** Data excerpts **
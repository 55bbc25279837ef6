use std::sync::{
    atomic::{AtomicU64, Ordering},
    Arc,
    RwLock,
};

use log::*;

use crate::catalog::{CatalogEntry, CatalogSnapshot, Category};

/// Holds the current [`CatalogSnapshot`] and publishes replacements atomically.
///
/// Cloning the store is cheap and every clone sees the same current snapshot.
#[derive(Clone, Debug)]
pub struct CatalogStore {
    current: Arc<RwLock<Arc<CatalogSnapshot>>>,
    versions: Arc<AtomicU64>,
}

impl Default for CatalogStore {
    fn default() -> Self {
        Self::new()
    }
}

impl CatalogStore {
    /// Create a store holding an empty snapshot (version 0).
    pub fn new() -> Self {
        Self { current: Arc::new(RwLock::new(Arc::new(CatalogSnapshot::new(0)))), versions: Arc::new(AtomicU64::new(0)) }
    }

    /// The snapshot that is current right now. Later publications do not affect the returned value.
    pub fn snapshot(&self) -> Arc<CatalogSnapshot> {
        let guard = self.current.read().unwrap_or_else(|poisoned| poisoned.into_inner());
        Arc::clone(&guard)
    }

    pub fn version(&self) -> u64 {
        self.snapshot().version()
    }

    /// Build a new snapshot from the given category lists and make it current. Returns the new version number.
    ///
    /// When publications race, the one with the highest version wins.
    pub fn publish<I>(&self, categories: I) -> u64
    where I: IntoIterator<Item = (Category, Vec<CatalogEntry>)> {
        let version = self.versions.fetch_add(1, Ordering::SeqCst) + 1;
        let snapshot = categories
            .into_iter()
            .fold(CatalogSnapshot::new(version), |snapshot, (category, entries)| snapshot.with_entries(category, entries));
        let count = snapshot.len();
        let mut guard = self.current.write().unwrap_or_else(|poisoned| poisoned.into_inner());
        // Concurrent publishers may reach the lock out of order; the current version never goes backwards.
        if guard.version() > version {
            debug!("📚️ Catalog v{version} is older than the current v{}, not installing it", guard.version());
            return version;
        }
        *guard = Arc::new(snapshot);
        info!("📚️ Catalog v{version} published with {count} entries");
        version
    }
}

** What the task asks **
From the entries, copy every line in which the word "versions" occurs.

** Reply to the task **
    versions: Arc<AtomicU64>,
        Self { current: Arc::new(RwLock::new(Arc::new(CatalogSnapshot::new(0)))), versions: Arc::new(AtomicU64::new(0)) }
        let version = self.versions.fetch_add(1, Ordering::SeqCst) + 1;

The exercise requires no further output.